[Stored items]
--- START ---
use std::io::BufRead;
use crate::domain::{CommentError, FormatEntry, Marker, ScanOutcome};
use crate::ports::CertificateDecoder;
use super::render_annotation;

/// Rewrites one file's worth of lines. Holds only configuration; each `scan` starts from fresh state.
pub struct Scanner<'a, D: CertificateDecoder> {
    decoder: &'a D,
    comment_prefix: &'a str,
    entries: &'a [FormatEntry],
}

#[derive(Default)]
struct ScanState {
    line: usize,
    in_cert: Option<Marker>,
    begin_line: usize,
    padding: Vec<u8>,
    raw_cert: Vec<u8>,
    stripped_cert: Vec<u8>,
    outcome: ScanOutcome,
}

impl ScanState {
    fn push_cert(&mut self, line: &[u8]) {
        self.raw_cert.extend_from_slice(line);
        self.stripped_cert.extend_from_slice(line.strip_prefix(self.padding.as_slice()).unwrap_or(line));
    }

    fn close_block(&mut self) {
        self.raw_cert.clear();
        self.stripped_cert.clear();
        self.padding.clear();
        self.in_cert = None;
        self.outcome.found = true;
    }
}

impl<'a, D: CertificateDecoder> Scanner<'a, D> {
    pub fn new(decoder: &'a D, comment_prefix: &'a str, entries: &'a [FormatEntry]) -> Self {
        Self { decoder, comment_prefix, entries }
    }

    pub fn scan<R: BufRead>(&self, mut reader: R) -> Result<ScanOutcome, CommentError> {
        let mut state = ScanState::default();
        let mut line = Vec::new();

        loop {
            line.clear();
            if reader.read_until(b'\n', &mut line)? == 0 {
                break;
            }
            state.line += 1;

            if state.line == 1 && line.contains(&0) {
                return Ok(ScanOutcome { binary: true, ..ScanOutcome::default() });
            }

            state.outcome.source.extend_from_slice(&line);
            self.feed(&mut state, &line)?;
        }

        if state.in_cert.is_some() {
            return Err(CommentError::truncated(format!(
                "certificate starting at line {} has no END marker", state.begin_line
            )));
        }
        Ok(state.outcome)
    }

    fn feed(&self, state: &mut ScanState, line: &[u8]) -> Result<(), CommentError> {
        let trimmed = trim_padding(line);

        match state.in_cert {
            None => {
                if let Some(marker) = Marker::match_begin(trimmed) {
                    state.padding = line[..line.len() - trimmed.len()].to_vec();
                    state.in_cert = Some(marker);
                    state.begin_line = state.line;
                    state.push_cert(line);
                } else if trimmed.starts_with(self.comment_prefix.as_bytes()) {
                    // stale annotation, regenerated above the next block
                } else {
                    state.outcome.output.extend_from_slice(line);
                }
            }
            Some(marker) => {
                state.push_cert(line);
                if marker.is_end(trimmed) {
                    self.emit_block(state)?;
                }
            }
        }
        Ok(())
    }

    fn emit_block(&self, state: &mut ScanState) -> Result<(), CommentError> {
        let at = format!("certificate at line {}", state.begin_line);
        let cert = self.decoder.decode(&state.stripped_cert).map_err(|e| e.context(&at))?;
        let annotation = render_annotation(&cert, self.entries).map_err(|e| e.context(&at))?;

        let out = &mut state.outcome.output;
        out.extend_from_slice(&state.padding);
        out.extend_from_slice(self.comment_prefix.as_bytes());
        out.extend_from_slice(annotation.as_bytes());
        out.push(b'\n');
        out.extend_from_slice(&state.raw_cert);

        state.close_block();
        Ok(())
    }
}

fn trim_padding(line: &[u8]) -> &[u8] {
    let start = line.iter().position(|b| *b != b' ' && *b != b'\t').unwrap_or(line.len());
    &line[start..]
}
use crate::domain::{CommentError, FormatEntry, FormatType};

pub const DEFAULT_FORMAT: &str = "name,version:!=1,groups:?,networks:?,unsafeNetworks:?,notAfter,fingerprint";

pub fn parse_format_entries(format: &str) -> Result<Vec<FormatEntry>, CommentError> {
    format.split(',').map(parse_format_entry).collect()
}

pub fn parse_format_entry(entry: &str) -> Result<FormatEntry, CommentError> {
    let mut parts = entry.split(':');
    let kind = FormatType::parse(parts.next().unwrap_or_default());
    if !kind.is_valid() {
        return Err(CommentError::invalid_format_type(entry));
    }

    let mut fe = FormatEntry::new(kind);
    for modifier in parts {
        if modifier == "?" {
            fe.omit_empty = true;
        } else if let Some(value) = modifier.strip_prefix("!=") {
            fe.exclude = value.to_string();
        } else {
            return Err(CommentError::invalid_modifier(modifier));
        }
    }
    Ok(fe)
}
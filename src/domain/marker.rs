#[derive(Debug, Clone, Copy, PartialEq, Eq)]
pub enum Marker {
    V1,
    V2,
}

impl Marker {
    pub const ALL: [Marker; 2] = [Marker::V1, Marker::V2];

    pub fn begin(&self) -> &'static [u8] {
        match self {
            Marker::V1 => b"-----BEGIN NEBULA CERTIFICATE-----",
            Marker::V2 => b"-----BEGIN NEBULA CERTIFICATE V2-----",
        }
    }

    pub fn end(&self) -> &'static [u8] {
        match self {
            Marker::V1 => b"-----END NEBULA CERTIFICATE-----",
            Marker::V2 => b"-----END NEBULA CERTIFICATE V2-----",
        }
    }

    /// `trimmed` is the line with leading spaces and tabs already removed.
    pub fn match_begin(trimmed: &[u8]) -> Option<Marker> {
        Self::ALL.into_iter().find(|m| trimmed.starts_with(m.begin()))
    }

    pub fn is_end(&self, trimmed: &[u8]) -> bool {
        trimmed.starts_with(self.end())
    }
}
--- END ---
EXERCISE DIRECTIONS: Scan the entries for lines with the word "true". The number of such lines is the whole answer.

TASK RESULT: 3